====== Provided data

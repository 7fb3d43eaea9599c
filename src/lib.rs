//! # entity-sync
//!
//! Client-side synchronization layer between UI consumers and a remote API, instantiated once per entity type.
//!
//! Think of it as an in-memory view of remote records that tries hard not to ask the remote twice for the same
//! thing.
//!
//! # The Basics
//!
//! The crate is designed for the following use case:
//!
//! - Records are fetched by id from a remote API, one by one or in batches.
//! - The same records are asked for concurrently by independent parts of the application.
//! - Some views are lists derived from the records: lists of a user, records within a geo bucket, chat-like feeds
//!   paginated with server-issued cursors.
//!
//! The cache operates on the following principles:
//!
//! - It is transport-agnostic: everything remote goes through a [`Transport`] implementation.
//! - At most one request per logical key is in flight at any moment; concurrent callers share it.
//! - Entities are fresh for a TTL (10 minutes by default) measured from the moment the data arrived.
//! - Batch requests are coalesced: one call for all ids not cached and not already requested.
//! - User lists are served stale-while-revalidate when that's allowed.
//! - Only a confirmed deletion removes data; network failures never do. A deleted entity disappears from the
//!   primary cache and from all derived lists in one step.
//! - There is no eviction by size. This is a session cache, not a general-purpose one.
//!
//! # Transport
//!
//! The transport is not only the remote API adapter but also the type that, through its associated types, defines
//! ids, entities, owners, regions, feed keys, cursors and errors for a cache instance. It also classifies errors:
//! only [`ErrorClass::NotFound`](types::ErrorClass::NotFound) leads to eviction.
//!
//! # Requests in flight
//!
//! Every transport call runs in its own task and writes its outcome into the cache before any waiter is woken up.
//! Hence a caller arriving after a request settled always finds the data in the cache, and a request completes even
//! if all its callers went away.

pub mod cache;
pub mod entry;
pub mod error;
pub mod index;
pub mod inflight;
pub mod pagination;
pub(crate) mod state;
pub mod traits;
pub mod types;

#[doc(inline)]
pub use cache::EntitySync;
#[doc(inline)]
pub use error::SyncError;
#[doc(inline)]
pub use traits::Transport;

pub mod prelude {
    pub use crate::cache::EntitySync;
    pub use crate::error::SyncError;
    pub use crate::traits::Observer;
    pub use crate::traits::Transport;
    pub use crate::types::*;
}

============

**Instructions to follow:** Please transcribe word for word the lines from the line with "pub use cache::EntitySync;" to the end of the material, both ends included.

**Solution to this problem:**
pub use cache::EntitySync;
#[doc(inline)]
pub use error::SyncError;
#[doc(inline)]
pub use traits::Transport;

pub mod prelude {
    pub use crate::cache::EntitySync;
    pub use crate::error::SyncError;
    pub use crate::traits::Observer;
    pub use crate::traits::Transport;
    pub use crate::types::*;
}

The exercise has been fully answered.